Афонька, затаив дыхание, вслушивался. Голоса то приближались, то снова слабели и таяли. И вдруг, когда узник уже отчаялся, дверь отворилась.
Савинка не пошевелился. Стрелец ударил его батогом по спине.
— Ниц! Царь-государь жалует!
Оба узника распластались перед Алексеем. Тот, задыхаясь от невыносимого смрада, оттопырил губы.
— Чьи будете?
— Афонька я, — всхлипнул Афонька и умоляюще приподнял голову.
— А ты?
Савинка медленно, по слогам, назвал себя.
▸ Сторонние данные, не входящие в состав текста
use crate::error::SharedResultError;
use std::{
    fmt::{Display, Formatter},
    ops::Deref,
    str::FromStr,
};

/// The alias of an earlier top-level mutation, as passed to an edge mutation.
///
/// GraphQL cannot type "the result of another field in this request", so edges take these
/// identifiers instead of typed references. Only the syntax is checked here, whether an
/// entity exists under the alias is decided by the registry at resolution time.
#[derive(Debug, Clone, PartialEq, Eq, Hash)]
pub struct ResultRef(String);

impl ResultRef {
    pub fn parse(alias: impl Into<String>) -> Result<Self, SharedResultError> {
        let alias = alias.into();
        if is_graphql_name(&alias) {
            Ok(Self(alias))
        } else {
            Err(SharedResultError::InvalidResultRef(alias))
        }
    }

    pub fn as_str(&self) -> &str {
        &self.0
    }
}

// Same grammar as a GraphQL alias: /[_A-Za-z][_0-9A-Za-z]*/
fn is_graphql_name(name: &str) -> bool {
    let mut chars = name.chars();
    match chars.next() {
        Some(first) if first == '_' || first.is_ascii_alphabetic() => {
            chars.all(|c| c == '_' || c.is_ascii_alphanumeric())
        }
        _ => false,
    }
}

impl FromStr for ResultRef {
    type Err = SharedResultError;

    fn from_str(s: &str) -> Result<Self, Self::Err> {
        Self::parse(s)
    }
}

impl Deref for ResultRef {
    type Target = str;

    fn deref(&self) -> &Self::Target {
        &self.0
    }
}

impl Display for ResultRef {
    fn fmt(&self, f: &mut Formatter<'_>) -> std::fmt::Result {
        f.write_str(&self.0)
    }
}
use serde::Deserialize;

pub const DEFAULT_HOST: &str = "0.0.0.0";
pub const DEFAULT_PORT: u16 = 1736;

#[derive(Debug, Deserialize, PartialEq, Clone, serde::Serialize)]
pub struct ServerConfig {
    pub host: String,
    pub port: u16,
}

impl ServerConfig {
    pub fn bind_address(&self, port: u16) -> String {
        format!("{}:{}", self.host, port)
    }
}

impl Default for ServerConfig {
    fn default() -> Self {
        Self {
            host: DEFAULT_HOST.to_string(),
            port: DEFAULT_PORT,
        }
    }
}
Царь задыхался. Одутловатое лицо его посинело, двойной затылок, свисавший складками, побагровел.
— На двор их! — кивнул он стрельцам и, грузно опираясь на посох, заторопился вон.
С удовольствием подставив лицо ветру, царь жадно глотал студеный воздух. Ему принесли обитую объярью лавку и, бережно взяв под локти, помогли сесть.
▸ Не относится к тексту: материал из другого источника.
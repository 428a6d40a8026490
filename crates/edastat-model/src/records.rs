//! Fixed-schema result records.
//!
//! Each analysis produces one record per column. The field order of every
//! struct is the column order of the corresponding result table.

use serde::{Deserialize, Serialize};

/// Moment, quantile, and outlier statistics for one numeric column.
///
/// Computed over non-missing values only.
#[derive(Debug, Clone, PartialEq, Serialize, Deserialize)]
pub struct NumericStats {
    pub column: String,
    /// Number of non-missing values.
    pub n: usize,
    pub min: f64,
    pub max: f64,
    pub mean: f64,
    /// Sample standard deviation (denominator `n - 1`); `None` for a single value.
    #[serde(rename = "std")]
    pub std_dev: Option<f64>,
    pub median: f64,
    pub q1: f64,
    pub q3: f64,
    /// Interquartile range, `q3 - q1`.
    pub iqr: f64,
    /// `None` when the column is constant or too short for the estimator.
    pub skewness: Option<f64>,
    /// Excess kurtosis (normal distribution = 0). Undefined like `skewness`.
    pub kurtosis: Option<f64>,
    /// `q1 - k * iqr`.
    pub lower_fence: f64,
    /// `q3 + k * iqr`.
    pub upper_fence: f64,
    /// Values strictly outside `[lower_fence, upper_fence]`.
    pub n_outliers: usize,
}

/// Frequency statistics for one categorical column.
#[derive(Debug, Clone, PartialEq, Eq, Serialize, Deserialize)]
pub struct CategoricalStats {
    pub column: String,
    /// Number of non-missing values.
    pub n: usize,
    /// Number of distinct non-missing values.
    pub n_unique: usize,
    pub mode: String,
    pub mode_count: usize,
    /// Runner-up value; absent when the column has a single distinct value.
    pub second_most_common: Option<String>,
    pub second_most_common_count: Option<usize>,
}

impl CategoricalStats {
    pub fn has_runner_up(&self) -> bool {
        self.second_most_common.is_some()
    }
}

/// Type, cardinality, and missingness metadata for one column.
#[derive(Debug, Clone, PartialEq, Serialize, Deserialize)]
pub struct OverviewRecord {
    pub column: String,
    /// Declared dtype name.
    pub types: String,
    /// Distinct non-missing values.
    pub unique_data: usize,
    pub missing_value: usize,
    /// `missing_value / rows * 100`, rounded to two decimals.
    pub missing_percentage: f64,
    /// Rows equal to an earlier row. A table-level count, repeated per column.
    pub duplicated: usize,
}

/// Unified per-column record: numeric and categorical statistics plus overview.
///
/// Fields that do not apply to the column's kind are `None`. For numeric
/// columns `std`, `skewness` and `kurtosis` may also be `None` when the
/// statistic is undefined for the sample.
#[derive(Debug, Clone, PartialEq, Serialize, Deserialize)]
pub struct CombinedRecord {
    pub column: String,
    pub n: usize,
    pub min: Option<f64>,
    pub max: Option<f64>,
    pub mean: Option<f64>,
    #[serde(rename = "std")]
    pub std_dev: Option<f64>,
    pub median: Option<f64>,
    pub q1: Option<f64>,
    pub q3: Option<f64>,
    pub iqr: Option<f64>,
    pub skewness: Option<f64>,
    pub kurtosis: Option<f64>,
    pub lower_fence: Option<f64>,
    pub upper_fence: Option<f64>,
    pub n_outliers: Option<usize>,
    pub n_unique: usize,
    pub mode: Option<String>,
    pub mode_count: Option<usize>,
    pub second_most_common: Option<String>,
    pub second_most_common_count: Option<usize>,
    pub types: String,
    pub unique_data: usize,
    pub missing_value: usize,
    pub missing_percentage: f64,
    pub duplicated: usize,
}

impl CombinedRecord {
    /// Merge numeric statistics with the column overview.
    ///
    /// `n_unique` is taken from the overview's distinct count.
    pub fn from_numeric(stats: NumericStats, overview: OverviewRecord) -> Self {
        Self {
            column: stats.column,
            n: stats.n,
            min: Some(stats.min),
            max: Some(stats.max),
            mean: Some(stats.mean),
            std_dev: stats.std_dev,
            median: Some(stats.median),
            q1: Some(stats.q1),
            q3: Some(stats.q3),
            iqr: Some(stats.iqr),
            skewness: stats.skewness,
            kurtosis: stats.kurtosis,
            lower_fence: Some(stats.lower_fence),
            upper_fence: Some(stats.upper_fence),
            n_outliers: Some(stats.n_outliers),
            n_unique: overview.unique_data,
            mode: None,
            mode_count: None,
            second_most_common: None,
            second_most_common_count: None,
            types: overview.types,
            unique_data: overview.unique_data,
            missing_value: overview.missing_value,
            missing_percentage: overview.missing_percentage,
            duplicated: overview.duplicated,
        }
    }

    /// Merge categorical statistics with the column overview.
    pub fn from_categorical(stats: CategoricalStats, overview: OverviewRecord) -> Self {
        Self {
            column: stats.column,
            n: stats.n,
            min: None,
            max: None,
            mean: None,
            std_dev: None,
            median: None,
            q1: None,
            q3: None,
            iqr: None,
            skewness: None,
            kurtosis: None,
            lower_fence: None,
            upper_fence: None,
            n_outliers: None,
            n_unique: stats.n_unique,
            mode: Some(stats.mode),
            mode_count: Some(stats.mode_count),
            second_most_common: stats.second_most_common,
            second_most_common_count: stats.second_most_common_count,
            types: overview.types,
            unique_data: overview.unique_data,
            missing_value: overview.missing_value,
            missing_percentage: overview.missing_percentage,
            duplicated: overview.duplicated,
        }
    }

    pub fn is_numeric(&self) -> bool {
        self.mean.is_some()
    }
}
— Так, сказываешь, Афонька? — степенно разглаживая бороду, спросил царь.
— Воистину так… Господи! Почто мне милость такая, что сам государь медовыми устами своими недостойное имя мое речет?
Алексей, поддаваясь льстивым словам, повернулся к стрелецкому голове.
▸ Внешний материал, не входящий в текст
//! Result table assembly.
//!
//! Records are turned into polars DataFrames with a fixed schema: counts
//! are `UInt64`, statistics `Float64`, values and names `String`. Fields
//! that are optional in the record become nullable columns.

use edastat_model::{
    CategoricalStats, CombinedRecord, NumericStats, OverviewRecord, Result, StatsOptions,
};
use polars::prelude::{Column, DataFrame, IntoColumn, NamedFrom, Series};

use crate::analysis::{analyze_categorical_columns, analyze_dataset, analyze_numeric_columns};
use crate::overview::overview;

/// Record types that can be assembled into a result table.
pub trait FrameRecord: Sized {
    /// Column names of the result table, in order.
    const SCHEMA: &'static [&'static str];

    /// Build the result table. An empty slice gives a zero-row table with
    /// the full schema.
    fn to_frame(records: &[Self]) -> Result<DataFrame>;
}

fn text<R>(name: &str, records: &[R], get: impl Fn(&R) -> String) -> Column {
    Series::new(name.into(), records.iter().map(get).collect::<Vec<String>>()).into_column()
}

fn opt_text<R>(name: &str, records: &[R], get: impl Fn(&R) -> Option<String>) -> Column {
    Series::new(
        name.into(),
        records.iter().map(get).collect::<Vec<Option<String>>>(),
    )
    .into_column()
}

fn count<R>(name: &str, records: &[R], get: impl Fn(&R) -> usize) -> Column {
    Series::new(
        name.into(),
        records
            .iter()
            .map(|r| get(r) as u64)
            .collect::<Vec<u64>>(),
    )
    .into_column()
}

fn opt_count<R>(name: &str, records: &[R], get: impl Fn(&R) -> Option<usize>) -> Column {
    Series::new(
        name.into(),
        records
            .iter()
            .map(|r| get(r).map(|v| v as u64))
            .collect::<Vec<Option<u64>>>(),
    )
    .into_column()
}

fn float<R>(name: &str, records: &[R], get: impl Fn(&R) -> f64) -> Column {
    Series::new(name.into(), records.iter().map(get).collect::<Vec<f64>>()).into_column()
}

fn opt_float<R>(name: &str, records: &[R], get: impl Fn(&R) -> Option<f64>) -> Column {
    Series::new(
        name.into(),
        records.iter().map(get).collect::<Vec<Option<f64>>>(),
    )
    .into_column()
}

impl FrameRecord for NumericStats {
    const SCHEMA: &'static [&'static str] = &[
        "column",
        "n",
        "min",
        "max",
        "mean",
        "std",
        "median",
        "q1",
        "q3",
        "iqr",
        "skewness",
        "kurtosis",
        "lower_fence",
        "upper_fence",
        "n_outliers",
    ];

    fn to_frame(records: &[Self]) -> Result<DataFrame> {
        let columns = vec![
            text("column", records, |r| r.column.clone()),
            count("n", records, |r| r.n),
            float("min", records, |r| r.min),
            float("max", records, |r| r.max),
            float("mean", records, |r| r.mean),
            opt_float("std", records, |r| r.std_dev),
            float("median", records, |r| r.median),
            float("q1", records, |r| r.q1),
            float("q3", records, |r| r.q3),
            float("iqr", records, |r| r.iqr),
            opt_float("skewness", records, |r| r.skewness),
            opt_float("kurtosis", records, |r| r.kurtosis),
            float("lower_fence", records, |r| r.lower_fence),
            float("upper_fence", records, |r| r.upper_fence),
            count("n_outliers", records, |r| r.n_outliers),
        ];
        Ok(DataFrame::new(columns)?)
    }
}

impl FrameRecord for CategoricalStats {
    const SCHEMA: &'static [&'static str] = &[
        "column",
        "n",
        "n_unique",
        "mode",
        "mode_count",
        "second_most_common",
        "second_most_common_count",
    ];

    fn to_frame(records: &[Self]) -> Result<DataFrame> {
        let columns = vec![
            text("column", records, |r| r.column.clone()),
            count("n", records, |r| r.n),
            count("n_unique", records, |r| r.n_unique),
            text("mode", records, |r| r.mode.clone()),
            count("mode_count", records, |r| r.mode_count),
            opt_text("second_most_common", records, |r| {
                r.second_most_common.clone()
            }),
            opt_count("second_most_common_count", records, |r| {
                r.second_most_common_count
            }),
        ];
        Ok(DataFrame::new(columns)?)
    }
}

impl FrameRecord for OverviewRecord {
    const SCHEMA: &'static [&'static str] = &[
        "column",
        "types",
        "unique_data",
        "missing_value",
        "missing_percentage",
        "duplicated",
    ];

    fn to_frame(records: &[Self]) -> Result<DataFrame> {
        let columns = vec![
            text("column", records, |r| r.column.clone()),
            text("types", records, |r| r.types.clone()),
            count("unique_data", records, |r| r.unique_data),
            count("missing_value", records, |r| r.missing_value),
            float("missing_percentage", records, |r| r.missing_percentage),
            count("duplicated", records, |r| r.duplicated),
        ];
        Ok(DataFrame::new(columns)?)
    }
}

impl FrameRecord for CombinedRecord {
    const SCHEMA: &'static [&'static str] = &[
        "column",
        "n",
        "min",
        "max",
        "mean",
        "std",
        "median",
        "q1",
        "q3",
        "iqr",
        "skewness",
        "kurtosis",
        "lower_fence",
        "upper_fence",
        "n_outliers",
        "n_unique",
        "mode",
        "mode_count",
        "second_most_common",
        "second_most_common_count",
        "types",
        "unique_data",
        "missing_value",
        "missing_percentage",
        "duplicated",
    ];

    fn to_frame(records: &[Self]) -> Result<DataFrame> {
        let columns = vec![
            text("column", records, |r| r.column.clone()),
            count("n", records, |r| r.n),
            opt_float("min", records, |r| r.min),
            opt_float("max", records, |r| r.max),
            opt_float("mean", records, |r| r.mean),
            opt_float("std", records, |r| r.std_dev),
            opt_float("median", records, |r| r.median),
            opt_float("q1", records, |r| r.q1),
            opt_float("q3", records, |r| r.q3),
            opt_float("iqr", records, |r| r.iqr),
            opt_float("skewness", records, |r| r.skewness),
            opt_float("kurtosis", records, |r| r.kurtosis),
            opt_float("lower_fence", records, |r| r.lower_fence),
            opt_float("upper_fence", records, |r| r.upper_fence),
            opt_count("n_outliers", records, |r| r.n_outliers),
            count("n_unique", records, |r| r.n_unique),
            opt_text("mode", records, |r| r.mode.clone()),
            opt_count("mode_count", records, |r| r.mode_count),
            opt_text("second_most_common", records, |r| {
                r.second_most_common.clone()
            }),
            opt_count("second_most_common_count", records, |r| {
                r.second_most_common_count
            }),
            text("types", records, |r| r.types.clone()),
            count("unique_data", records, |r| r.unique_data),
            count("missing_value", records, |r| r.missing_value),
            float("missing_percentage", records, |r| r.missing_percentage),
            count("duplicated", records, |r| r.duplicated),
        ];
        Ok(DataFrame::new(columns)?)
    }
}

/// Numeric statistics result table.
pub fn numeric_stats_frame(df: &DataFrame, options: &StatsOptions) -> Result<DataFrame> {
    NumericStats::to_frame(&analyze_numeric_columns(df, options)?)
}

/// Categorical statistics result table.
pub fn categorical_stats_frame(df: &DataFrame, options: &StatsOptions) -> Result<DataFrame> {
    CategoricalStats::to_frame(&analyze_categorical_columns(df, options)?)
}

/// Overview result table.
pub fn overview_frame(df: &DataFrame) -> Result<DataFrame> {
    OverviewRecord::to_frame(&overview(df)?)
}

/// Unified per-column result table.
pub fn dataset_frame(df: &DataFrame, options: &StatsOptions) -> Result<DataFrame> {
    CombinedRecord::to_frame(&analyze_dataset(df, options)?)
}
— А, сдается нам, не погибла еще душа в сем холопе.
Он милостиво подставил Афоньке свой сапог для поцелуя.
— Каков грех привел тебя на тюремный двор, сирота?
— Сестру мою за долги подьячий к себе отписал. А долгу за собой я не ведаю, — слезливо заговорил Афонька. — Разорили меня те подьячие… Не можно мне было терпети, зреючи, как тягло они не толико в казну волокут, колико в свою хоронят мошну. А и в сердцах ночкою темною я маненько помял бока тому подьячему.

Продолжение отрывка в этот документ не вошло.